Está encadenado. Las argollas que le sujetan las muñecas a la pared le obligan a estar de rodillas e inclinado. No puede sentarse ni ponerse derecho, su sitio es estar así, humillado, con la cabeza agachada. Los baldosines blancos están manchados de sangre, de heces y orín, y la luz del fluorescente parpadea todo el día. Sólo de vez en cuando le dejo dormir, sólo unos minutos. Da igual, porque de todos modos, no puede morir. No le dejo hacerlo.
Aprieto el botón que da paso a la corriente eléctrica, y chilla como un cerdo, se estremece, se orina encima y el ojo derecho le salta de la órbita.

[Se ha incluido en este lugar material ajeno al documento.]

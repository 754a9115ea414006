//! Host capabilities the resolver consumes: spatial queries, hit
//! classification, swept collision, and damage delivery.
//!
//! The core never knows concrete target types. Every target variant
//! implements [`Damageable`]; the host exposes them through [`World`].

mod arena;

pub use arena::{Actor, Arena, Wall};

use crate::dot::DotTracker;
use glam::Vec3;
use serde::{Deserialize, Serialize};

#[derive(Debug, Clone, Copy, PartialEq, Eq, Hash, PartialOrd, Ord, Serialize, Deserialize)]
#[serde(transparent)]
pub struct EntityId(pub u64);

impl std::fmt::Display for EntityId {
    fn fmt(&self, f: &mut std::fmt::Formatter<'_>) -> std::fmt::Result {
        write!(f, "#{}", self.0)
    }
}

/// How a projectile treats an entity it touches.
#[derive(Debug, Clone, Copy, PartialEq, Eq)]
pub enum HitCategory {
    /// Takes damage and consumes a pierce charge.
    Damageable,
    /// Ignored entirely: no hit record, no pierce charge, no termination.
    PassThrough,
    /// Solid and non-damageable: bounce or terminate.
    Blocker,
}

/// One swept-collision contact along a motion segment.
#[derive(Debug, Clone, Copy, PartialEq)]
pub struct Contact {
    /// `None` for level geometry.
    pub entity: Option<EntityId>,
    pub point: Vec3,
    /// Unit surface normal facing the incoming projectile.
    pub normal: Vec3,
    /// Distance from the segment start.
    pub distance: f32,
}

/// Capability interface implemented by every target variant.
pub trait Damageable {
    fn apply_damage(&mut self, amount: f32);
    fn is_alive(&self) -> bool;
    fn speed_multiplier(&self) -> f32;
    fn set_speed_multiplier(&mut self, value: f32);
    /// Damage-over-time state owned by this target.
    fn dots(&mut self) -> &mut DotTracker;
}

pub trait World {
    /// Live entities whose position lies within `radius` of `point`.
    fn entities_within(&self, point: Vec3, radius: f32) -> Vec<EntityId>;

    /// `None` once the entity is destroyed.
    fn position(&self, id: EntityId) -> Option<Vec3>;

    fn is_alive(&self, id: EntityId) -> bool {
        self.position(id).is_some()
    }

    /// Classify `id` for a projectile fired by `owner`.
    fn classify(&self, id: EntityId, owner: EntityId) -> HitCategory;

    /// Contacts along the segment `from -> to`, nearest first.
    fn sweep(&self, from: Vec3, to: Vec3) -> Vec<Contact>;

    fn damageable_mut(&mut self, id: EntityId) -> Option<&mut dyn Damageable>;

    /// Returns false when the target is gone.
    fn apply_damage(&mut self, id: EntityId, amount: f32) -> bool {
        match self.damageable_mut(id) {
            Some(t) if t.is_alive() => {
                t.apply_damage(amount);
                true
            }
            _ => false,
        }
    }
}

/// Reflect `heading` about a surface `normal`: `h - 2 (h . n) n`.
pub fn reflect(heading: Vec3, normal: Vec3) -> Vec3 {
    let n = normal.normalize_or_zero();
    heading - 2.0 * heading.dot(n) * n
}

Tiene los dientes apretados y le sangra la boca. Ha debido morderse la lengua otra vez. Cae. Le sangran las rodillas por estar siempre en esa postura, y tiene rotos los dedos de los pies porque sus piernas eran demasiado largas y daban con la pared. Sé que ha muerto, pero da igual. Volverá a su cuerpo en poco rato. Su cuerpo estará intacto otra vez, para volver a empezar y a terminar, una y otra vez. La comisura de mi boca se curva hacia arriba, muy ligeramente, apenas un esbozo... el pensamiento me alivia. Es un gran alivio saber que siempre estará allí para esto.
Abre los ojos, y reconoce el lugar. Llora. Una vez intentó matarse él mismo golpeándose la cabeza contra el suelo, pero no llega. Grita. Grita de dolor, de impotencia, de rabia; mira hacia el cristal y al verme, me grita, pero no llega a articular palabra. Le estalla la cara, y sus dientes salen despedidos. Sigue vivo, y seguirá así mientras a mí me plazca. Pero seguiré matándole más tarde, cuando vuelva a interesarme.